In your main computation it seems like it’s being treated as a scalar.
It’s an example computation for a network with scalar outputs, yes. The math should stay the same for multi-dimensional outputs though. You should just get higher dimensional tensors instead of matrices.
Vivek wanted to suppose that Hess(l) were equal to the identity matrix, or a multiple thereof, which is the case for mean squared loss.
In theory, a loss function that explicitly depends on network parameters would behave differently than is assumed in this derivation, yes. But that’s not how standard loss functions usually work. If a loss function did have terms like that, you should indeed get out somewhat different results.
But that seems like a thing to deal with later to me, once we’ve worked out the behaviour for really simple cases more.

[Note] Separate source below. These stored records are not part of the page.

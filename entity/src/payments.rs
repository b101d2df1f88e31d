use super::sea_orm_active_enums::PaymentStatus;
use sea_orm::entity::prelude::*;
use serde::{Deserialize, Serialize};

#[derive(Clone, Debug, PartialEq, Eq, DeriveEntityModel, Serialize, Deserialize)]
#[sea_orm(table_name = "payments")]
pub struct Model {
    #[sea_orm(primary_key, auto_increment = false)]
    pub id: Uuid,
    pub student_id: Uuid,
    /// None for "any subject" packages
    pub subject_id: Option<Uuid>,
    pub session_count: i32,
    pub status: PaymentStatus,
    pub confirmed_at: TimeDateTimeWithTimeZone,
    pub updated_at: TimeDateTimeWithTimeZone,
}

#[derive(Copy, Clone, Debug, EnumIter, DeriveRelation)]
pub enum Relation {}

impl ActiveModelBehavior for ActiveModel {}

Another (probably more important but higher-level) issue is basically: What is your definition of ‘feature’? I could say: Have you not essentially just defined `feature’ to be something like `an entry of Jf(θ)’? Is the example not too contrived in that sense it clearly supposes that f has a very special form (in particular it is linear in the Θ variables so that the derivatives are not functions of Θ.)
A feature to me is the same kind of thing it is to e.g. Chris Olah. It’s the function mapping network input to the activations of some neurons, or linear combination of neurons, in the network.
I’m not assuming that the function is linear in \Theta. If it was, this whole thing wouldn’t just be an approximation within second order Taylor expansion distance, it’d hold everywhere.
In multi-layer networks, what the behavioural gradient is showing you is essentially what the network would look like if you approximated it for very small parameter changes, as one big linear layer. You’re calculating how the effects of changes to weights in previous layers “propagate through” with the chain rule to change what the corresponding feature would “look like” if it was in the final layer.
Obviously, that can’t be quite the right way to do things outside this narrow context of interpreting the meaning of the basin near optima. Which is why we’re going to try out building orthogonal sets layer by layer instead.
To be clear, none of this is a derivation showing that the L2 norm perspective is the right thing to do in any capacity. It’s just a suggestive hint that it might be. We’ve been searching for the right definition of “feature independence” or “non-redundancy of computations” in neural networks for a while now, to get an elementary unit of neural networks that we can build our definition of computational modularity, and ultimately a whole theory of Deep Learning and network selection, on top of.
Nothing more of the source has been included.